## Problem statement:
When you reach the line with "pub const fn" in the listing below, transcribe it and each line after it up to and including the line with "self.long_fired = true;", exactly and with nothing else.

_ _ _ _ _ _ _

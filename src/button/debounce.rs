//! Debounce and long-press classification for the shutter button.
//!
//! Pure state machine over (level, timestamp) samples, so the filter is
//! testable on the host without pins or timers. The processing task
//! re-samples the pin on every wake - edge or periodic tick - and feeds
//! the result here.

use crate::button::ButtonEvent;
use crate::config::{DEBOUNCE_MS, LONG_PRESS_MS};

/// Collapses raw pin samples into accepted `Pressed` / `Released` /
/// `LongPressed` transitions.
///
/// A level change is accepted only when it differs from the last accepted
/// level and the debounce window has elapsed since that change; contact
/// bounce inside the window is discarded. A press held continuously past
/// the long-press threshold yields exactly one `LongPressed`, re-armed by
/// the next accepted release.
#[derive(Debug)]
pub struct Debouncer {
    accepted_pressed: bool,
    last_change_ms: u64,
    long_fired: bool,
}

impl Debouncer {
    pub const fn new() -> Self {
        Self {
            accepted_pressed: false,
            last_change_ms: 0,
            long_fired: false,
        }
    }

    /// Feed one raw sample; returns the accepted event, if any.
    pub fn sample(&mut self, pressed: bool, now_ms: u64) -> Option<ButtonEvent> {
        if pressed != self.accepted_pressed {
            if now_ms.saturating_sub(self.last_change_ms) < DEBOUNCE_MS {
                return None;
            }
            self.accepted_pressed = pressed;
            self.last_change_ms = now_ms;
            return Some(if pressed {
                ButtonEvent::Pressed
            } else {
                self.long_fired = false;
                ButtonEvent::Released
            });
        }

        if pressed
            && !self.long_fired
            && now_ms.saturating_sub(self.last_change_ms) >= LONG_PRESS_MS
        {
            self.long_fired = true;
            return Some(ButtonEvent::LongPressed);
        }

        None
    }
}

impl Default for Debouncer {
    fn default() -> Self {
        Self::new()
    }
}
//! Unified error types for shutterbox.
//!
//! All variants carry only fixed-size data - no `alloc`. `defmt::Format`
//! derives are gated on the `defmt` feature so the host test build stays
//! free of a logging backend.

/// Failure modes of the capture-and-save worker.
///
/// `code()` preserves the numeric scheme of the worker result payload;
/// code 0 (success) lives on the `Ok` side of the result channel.
#[derive(Debug, Clone, Copy, PartialEq, Eq)]
#[cfg_attr(feature = "defmt", derive(defmt::Format))]
pub enum SaveError {
    /// Could not obtain the storage composite (display + sense lines).
    BusTimeout,

    /// The card did not answer the initialisation handshake.
    CardInit,

    /// The card answered but no usable volume was found.
    CardMount,

    /// The camera failed to produce a frame.
    Capture,

    /// Opening the target file failed.
    FileOpen,

    /// Writing the frame data failed.
    FileWrite,
}

impl SaveError {
    pub fn code(&self) -> u8 {
        match self {
            SaveError::BusTimeout => 1,
            SaveError::CardInit => 2,
            SaveError::CardMount => 3,
            SaveError::Capture => 4,
            SaveError::FileOpen => 5,
            SaveError::FileWrite => 6,
        }
    }

    pub fn message(&self) -> &'static str {
        match self {
            SaveError::BusTimeout => "failed to take storage lines",
            SaveError::CardInit => "card did not initialise",
            SaveError::CardMount => "no volume on card",
            SaveError::Capture => "camera capture failed",
            SaveError::FileOpen => "failed to open file for writing",
            SaveError::FileWrite => "failed to write file",
        }
    }
}

/// Failure modes of the battery-read worker.
#[derive(Debug, Clone, Copy, PartialEq, Eq)]
#[cfg_attr(feature = "defmt", derive(defmt::Format))]
pub enum BatteryError {
    /// Could not obtain the sense line.
    LineTimeout,

    /// The ADC did not deliver a sample.
    Adc,
}

impl BatteryError {
    pub fn code(&self) -> u8 {
        match self {
            BatteryError::LineTimeout => 1,
            BatteryError::Adc => 2,
        }
    }

    pub fn message(&self) -> &'static str {
        match self {
            BatteryError::LineTimeout => "failed to take sense line",
            BatteryError::Adc => "battery sample failed",
        }
    }
}

/// Why a subscriber could not be registered with the event bus.
#[derive(Debug, Clone, Copy, PartialEq, Eq)]
#[cfg_attr(feature = "defmt", derive(defmt::Format))]
pub enum SubscribeError {
    /// The fixed-capacity registry is full.
    Full,
}
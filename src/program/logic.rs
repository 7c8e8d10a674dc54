//! Screen transition table.
//!
//! Pure dispatch: (state, collapsed input, save-in-progress) to the next
//! state plus at most one side effect. The runner owns the clock, the
//! channels and the hardware; this table owns the decisions, so it is
//! unit-tested without spinning any of that up.

/// Active screen.
#[derive(Debug, Clone, Copy, PartialEq, Eq)]
#[cfg_attr(feature = "defmt", derive(defmt::Format))]
pub enum ProgramState {
    Home,
    Flash,
    FilmDownload,
}

/// A full interaction on the current screen, collapsed from raw button
/// events: a press followed by a release within the cancel window
/// (`ShortPress`), a press held to the long threshold (`LongPress`), or
/// the screen's idle timeout.
#[derive(Debug, Clone, Copy, PartialEq, Eq)]
#[cfg_attr(feature = "defmt", derive(defmt::Format))]
pub enum StateInput {
    ShortPress,
    LongPress,
    Timeout,
}

/// What the runner must do alongside the transition.
#[derive(Debug, Clone, Copy, PartialEq, Eq)]
#[cfg_attr(feature = "defmt", derive(defmt::Format))]
pub enum Effect {
    None,
    /// Run the transient taking-picture action (lamp, save worker, wait).
    StartCapture,
    ToggleFlash,
    KickBatteryRead,
    /// Hand off to the film-transfer collaborator (stub).
    TriggerFilmDownload,
}

/// One decision of the table.
#[derive(Debug, Clone, Copy, PartialEq, Eq)]
pub struct Step {
    pub next: ProgramState,
    pub effect: Effect,
}

pub fn dispatch(state: ProgramState, input: StateInput, save_in_progress: bool) -> Step {
    use Effect::*;
    use ProgramState::*;
    use StateInput::*;

    let (next, effect) = match (state, input) {
        (Home, ShortPress) if !save_in_progress => (Home, StartCapture),
        // a save is still running; ignore the press
        (Home, ShortPress) => (Home, None),
        (Home, LongPress) => (Flash, None),
        (Home, Timeout) => (Home, KickBatteryRead),

        (Flash, ShortPress) => (FilmDownload, None),
        (Flash, LongPress) => (Flash, ToggleFlash),
        (Flash, Timeout) => (Home, None),

        (FilmDownload, ShortPress) => (Home, None),
        (FilmDownload, LongPress) => (Home, TriggerFilmDownload),
        (FilmDownload, Timeout) => (Home, None),
    };

    Step { next, effect }
}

_ _ _ _ _ _ _

## Answer for this exercise:
    pub const fn new() -> Self {
        Self {
            accepted_pressed: false,
            last_change_ms: 0,
            long_fired: false,
        }
    }

    /// Feed one raw sample; returns the accepted event, if any.
    pub fn sample(&mut self, pressed: bool, now_ms: u64) -> Option<ButtonEvent> {
        if pressed != self.accepted_pressed {
            if now_ms.saturating_sub(self.last_change_ms) < DEBOUNCE_MS {
                return None;
            }
            self.accepted_pressed = pressed;
            self.last_change_ms = now_ms;
            return Some(if pressed {
                ButtonEvent::Pressed
            } else {
                self.long_fired = false;
                ButtonEvent::Released
            });
        }

        if pressed
            && !self.long_fired
            && now_ms.saturating_sub(self.last_change_ms) >= LONG_PRESS_MS
        {
            self.long_fired = true;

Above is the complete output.